§ EXERCISE OBJECTIVE
All entries must be given again exactly as written.

(Stored dataset items)
--

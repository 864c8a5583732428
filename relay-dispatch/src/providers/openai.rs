use crate::error::ProviderError;
use crate::models::{ChatRequest, ChatResponse, EmbeddingRequest, EmbeddingResponse};
use crate::providers::{Provider, ProviderConfig, ProviderKind, StreamResult};

use super::http_client::{probe_outcome, sse_chunk_stream, Credential, ProviderHttp};

pub struct OpenAiProvider {
    http: ProviderHttp,
}

impl OpenAiProvider {
    pub fn new(config: ProviderConfig) -> Result<Self, ProviderError> {
        let http = ProviderHttp::build(
            config.base_url.clone(),
            "https://api.openai.com/v1",
            Credential::BearerToken(config.api_key.clone()),
            &config.headers,
            config.timeout,
        )?;

        Ok(Self { http })
    }
}

#[async_trait::async_trait]
impl Provider for OpenAiProvider {
    fn kind(&self) -> ProviderKind {
        ProviderKind::OpenAi
    }

    fn supports_model(&self, model: &str) -> bool {
        model.starts_with("gpt-") || model.starts_with("o") || model.starts_with("text-embedding-")
    }

    fn list_models(&self) -> Vec<String> {
        vec![
            "gpt-4o".to_string(),
            "gpt-4o-mini".to_string(),
            "gpt-4-turbo".to_string(),
            "gpt-3.5-turbo".to_string(),
            "text-embedding-3-small".to_string(),
            "text-embedding-3-large".to_string(),
        ]
    }

    async fn chat_completion(&self, request: ChatRequest) -> Result<ChatResponse, ProviderError> {
        self.http.post_json("/chat/completions", &request).await
    }

    async fn stream_chat_completion(
        &self,
        mut request: ChatRequest,
    ) -> Result<StreamResult, ProviderError> {
        request.stream = Some(true);

        let response = self.http.open_stream("/chat/completions", &request).await?;
        Ok(sse_chunk_stream(response))
    }

    async fn embeddings(
        &self,
        request: EmbeddingRequest,
    ) -> Result<EmbeddingResponse, ProviderError> {
        self.http.post_json("/embeddings", &request).await
    }

    async fn health_check(&self) -> Result<(), ProviderError> {
        let result = self
            .http
            .get_json::<serde_json::Value>("/models")
            .await
            .map(|_| ());
        probe_outcome(result)
    }
}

--

§ YOUR SOLUTION
repository 864c8a5583732428
filename relay-dispatch/src/providers/openai.rs
use crate::error::ProviderError;
use crate::models::{ChatRequest, ChatResponse, EmbeddingRequest, EmbeddingResponse};
use crate::providers::{Provider, ProviderConfig, ProviderKind, StreamResult};

use super::http_client::{probe_outcome, sse_chunk_stream, Credential, ProviderHttp};

pub struct OpenAiProvider {
    http: ProviderHttp,
}

impl OpenAiProvider {
    pub fn new(config: ProviderConfig) -> Result<Self, ProviderError> {
        let http = ProviderHttp::build(
            config.base_url.clone(),
            "https://api.openai.com/v1",
            Credential::BearerToken(config.api_key.clone()),
            &config.headers,
            config.timeout,
        )?;

        Ok(Self { http })
    }
}

#[async_trait::async_trait]
impl Provider for OpenAiProvider {
    fn kind(&self) -> ProviderKind {
        ProviderKind::OpenAi
    }

    fn supports_model(&self, model: &str) -> bool {
        model.starts_with("gpt-") || model.starts_with("o") || model.starts_with("text-embedding-")
    }

    fn list_models(&self) -> Vec<String> {
        vec![
            "gpt-4o".to_string(),
            "gpt-4o-mini".to_string(),
            "gpt-4-turbo".to_string(),
            "gpt-3.5-turbo".to_string(),
            "text-embedding-3-small".to_string(),
            "text-embedding-3-large".to_string(),
        ]
    }

    async fn chat_completion(&self, request: ChatRequest) -> Result<ChatResponse, ProviderError> {
        self.http.post_json("/chat/completions", &request).await
    }

    async fn stream_chat_completion(
        &self,
        mut request: ChatRequest,
    ) -> Result<StreamResult, ProviderError> {
        request.stream = Some(true);

        let response = self.http.open_stream("/chat/completions", &request).await?;
        Ok(sse_chunk_stream(response))
    }

    async fn embeddings(
        &self,
        request: EmbeddingRequest,
    ) -> Result<EmbeddingResponse, ProviderError> {
        self.http.post_json("/embeddings", &request).await
    }

    async fn health_check(&self) -> Result<(), ProviderError> {
        let result = self
            .http
            .get_json::<serde_json::Value>("/models")
            .await
            .map(|_| ());
        probe_outcome(result)
    }
}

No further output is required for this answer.